As of making this project I have learned about a new interesting shrimp. This shrimp, the snapping pistol shrimp, is known for the loud sound it makes. The sound, heard above water, sounds like sizzling bacon. The US army actually used the loud sounds created by mass groups of these shrimps to their advantage, hiding submarines in the popping shrimp beds from Japanese naval ships that could not detect the US subs using sonar because of all the interfering noise.
This is why I think it’d be really ideal to create a crab claw like glove with an accelerometer embedded that reads punch values/ speed. When the punch breaks a certain acceleration level, say, 300, a fan would begin to blow, producing satisfying bubbles.
This would make for a very fun installation, in which I think a larger, more permanent set-up of mirrors, mylar, and projections would really create an environment. Perhaps here, with a kinect, a raspeberry pi could be incorporated for projection-mapping purposes in particular.

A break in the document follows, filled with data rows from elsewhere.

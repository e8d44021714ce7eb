
use std::path::PathBuf;

use crossbeam_channel::Sender;
use log::{info, warn};
use rustfft::num_complex::Complex;
use rustfft::num_traits::Zero;
use serde::Serialize;

use crate::DigSigProcErr;
use crate::filters::{self, ScalarFilter, SecondOrderLoopFilter, SinglePoleIIR};
use crate::gnss::{ControlMessage, GnssSynchro};
use crate::gnss::tracking::discriminators::{pll_cloop_two_quadrant_atan, dll_nc_e_minus_l_normalized};
use crate::gnss::tracking::lock_detectors::{carrier_lock_detector, cn0_svn_estimator};
use crate::io::{TrackingDumpRecord, TrackingDumpWriter};

use super::{GPS_L1_FREQ_HZ, GPS_L1_CA_CODE_RATE_HZ, GPS_L1_CA_CODE_LENGTH_CHIPS, GPS_L1_CA_CODE_PERIOD, GPS_TWO_PI};
use super::signal_modulation;

const CN0_ESTIMATION_SAMPLES:usize = 20;
const MINIMUM_VALID_CN0:f64 = 25.0;
const MAXIMUM_LOCK_FAIL_COUNTER:u32 = 50;
const CARRIER_LOCK_THRESHOLD:f64 = 0.85;
const ALL_BW_HZ:f64 = 10.0;

// Initial secondary-to-primary amplitude ratio, from the expected attenuation
// of the second propagation path
const CADLL_INITIAL_AMPLITUDE_RATIO:f64 = 1.284025416687741;
const AMPLITUDE_NORMALIZATION:f64 = 0.99;

#[derive(Debug, Clone)]
pub struct TrkConfig {
	pub fs_in: f64,
	pub vector_length: usize,
	pub pll_bw_hz: f64,
	pub dll_bw_hz: f64,
	pub early_late_space_chips: f64,
	pub cadll_secondary_seed_samples: f64,
	pub dump: Option<PathBuf>,
}

impl Default for TrkConfig {
	fn default() -> Self {
		TrkConfig{ fs_in: 2.048e6, vector_length: 2048, pll_bw_hz: 40.0, dll_bw_hz: 4.0,
			early_late_space_chips: 0.5, cadll_secondary_seed_samples: 27.0, dump: None }
	}
}

#[derive(Debug, Clone, Copy)]
pub struct TrackingStep {
	pub consumed: usize,
	pub record_ready: bool,
}

#[derive(Debug, Serialize)]
pub struct TrackingDebug {
	pub carrier_doppler_hz: f64,
	pub code_freq_chips: f64,
	pub prompt_re: f64,
	pub prompt_im: f64,
	pub cn0_db_hz: f64,
	pub carrier_lock_test: f64,
	pub a1: f64,
	pub a2: f64,
}

/// Carrier PLL with two coupled code DLLs on the same input.  The primary and
/// secondary code loops share one carrier estimate but keep independent code
/// NCO state, so a delayed propagation path can be pulled apart from the
/// direct one.
pub struct Tracking {
	pub channel: usize,
	pub prn: usize,
	fs_in: f64,
	vector_length: usize,
	early_late_spc_chips: f64,
	cadll_secondary_seed_samples: f64,

	carrier_loop_filter: SecondOrderLoopFilter,
	code_loop_filter: SecondOrderLoopFilter,
	code_loop_filter_m: SecondOrderLoopFilter,
	amplitude_loop_filter: SinglePoleIIR,
	amplitude_loop_filter_m: SinglePoleIIR,

	ca_code: Vec<Complex<f32>>,

	early_code: Vec<Complex<f32>>,
	prompt_code: Vec<Complex<f32>>,
	late_code: Vec<Complex<f32>>,
	early_code_m: Vec<Complex<f32>>,
	prompt_code_m: Vec<Complex<f32>>,
	late_code_m: Vec<Complex<f32>>,
	carr_sign: Vec<Complex<f32>>,

	code_freq_chips: f64,
	rem_code_phase_samples: f64,
	rem_code_phase_samples_m: f64,
	rem_carr_phase_rad: f64,
	acc_carrier_phase_rad: f64,
	acc_code_phase_secs: f64,
	acc_code_phase_secs_m: f64,
	carrier_doppler_hz: f64,

	acq_code_phase_samples: f64,
	acq_carrier_doppler_hz: f64,
	acq_sample_stamp: u64,

	sample_counter: u64,
	sample_counter_m: u64,
	current_prn_length_samples: usize,
	current_prn_length_samples_m: usize,

	enable_tracking: bool,
	pull_in: bool,
	pull_in_samples_remaining: usize,
	cadll_init: bool,

	a1: f64,
	a2: f64,

	prompt_buffer: [Complex<f32>; CN0_ESTIMATION_SAMPLES],
	cn0_estimation_counter: usize,
	cn0_db_hz: f64,
	carrier_lock_test: f64,
	carrier_lock_fail_counter: u32,

	last_seg: u64,
	queue: Sender<ControlMessage>,
	dump: Option<TrackingDumpWriter>,
	dump_path: Option<PathBuf>,
}

pub fn new_cadll_tracker(cfg:TrkConfig, channel:usize, queue:Sender<ControlMessage>) -> Tracking {
	let pdi:f64 = GPS_L1_CA_CODE_PERIOD;
	let buffer_len:usize = 2 * cfg.vector_length;
	Tracking{
		channel, prn: 0,
		fs_in: cfg.fs_in,
		vector_length: cfg.vector_length,
		early_late_spc_chips: cfg.early_late_space_chips,
		cadll_secondary_seed_samples: cfg.cadll_secondary_seed_samples,
		carrier_loop_filter: filters::pll_filter(cfg.pll_bw_hz, pdi),
		code_loop_filter: filters::dll_filter(cfg.dll_bw_hz, pdi),
		code_loop_filter_m: filters::dll_filter(cfg.dll_bw_hz, pdi),
		amplitude_loop_filter: filters::amplitude_filter(ALL_BW_HZ, pdi),
		amplitude_loop_filter_m: filters::amplitude_filter(ALL_BW_HZ, pdi),
		ca_code: vec![],
		early_code: Vec::with_capacity(buffer_len),
		prompt_code: Vec::with_capacity(buffer_len),
		late_code: Vec::with_capacity(buffer_len),
		early_code_m: Vec::with_capacity(buffer_len),
		prompt_code_m: Vec::with_capacity(buffer_len),
		late_code_m: Vec::with_capacity(buffer_len),
		carr_sign: Vec::with_capacity(buffer_len),
		code_freq_chips: GPS_L1_CA_CODE_RATE_HZ,
		rem_code_phase_samples: 0.0,
		rem_code_phase_samples_m: 0.0,
		rem_carr_phase_rad: 0.0,
		acc_carrier_phase_rad: 0.0,
		acc_code_phase_secs: 0.0,
		acc_code_phase_secs_m: 0.0,
		carrier_doppler_hz: 0.0,
		acq_code_phase_samples: 0.0,
		acq_carrier_doppler_hz: 0.0,
		acq_sample_stamp: 0,
		sample_counter: 0,
		sample_counter_m: 0,
		current_prn_length_samples: cfg.vector_length,
		current_prn_length_samples_m: cfg.vector_length,
		enable_tracking: false,
		pull_in: false,
		pull_in_samples_remaining: 0,
		cadll_init: true,
		a1: 0.0,
		a2: 0.0,
		prompt_buffer: [Complex::zero(); CN0_ESTIMATION_SAMPLES],
		cn0_estimation_counter: 0,
		cn0_db_hz: 0.0,
		carrier_lock_test: 1.0,
		carrier_lock_fail_counter: 0,
		last_seg: 0,
		queue,
		dump: None,
		dump_path: cfg.dump,
	}
}

/// Resamples one early/prompt/late replica triple from the guard-padded code
/// table at the current code frequency and residual code phase.
fn update_local_code(ca_code:&[Complex<f32>], code_freq_chips:f64, fs_in:f64, rem_code_phase_samples:f64,
					 early_late_spc_chips:f64, prn_length_samples:usize,
					 early:&mut Vec<Complex<f32>>, prompt:&mut Vec<Complex<f32>>, late:&mut Vec<Complex<f32>>) {
	let code_length_chips:f64 = GPS_L1_CA_CODE_LENGTH_CHIPS;
	let code_phase_step_chips:f64 = code_freq_chips / fs_in;
	let rem_code_phase_chips:f64 = rem_code_phase_samples * code_phase_step_chips;
	let mut tcode_chips:f64 = -rem_code_phase_chips;

	let early_late_spc_samples:usize = (early_late_spc_chips / code_phase_step_chips).round() as usize;
	let epl_loop_length_samples:usize = prn_length_samples + early_late_spc_samples * 2;

	early.clear();
	for _ in 0..epl_loop_length_samples {
		let mut associated_chip_index:i64 = 1 + ((tcode_chips - early_late_spc_chips) % code_length_chips).round() as i64;
		if associated_chip_index < 0 { associated_chip_index += code_length_chips as i64; }
		early.push(ca_code[associated_chip_index as usize]);
		tcode_chips += code_phase_step_chips;
	}

	prompt.clear();
	prompt.extend_from_slice(&early[early_late_spc_samples..early_late_spc_samples + prn_length_samples]);
	late.clear();
	late.extend_from_slice(&early[early_late_spc_samples * 2..early_late_spc_samples * 2 + prn_length_samples]);
}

As for the video, I think animating the cut-out mylar shrimp would be very useful in placing more emphasis on them. I also agree creating a model of a shrimp, or a shrimp costume would complete the imagery in that the user of the webcam, the user being picked up by the openCV vision, is a shrimp. This would complete the circle- the user is a shrimp, seeing in shrimp vision.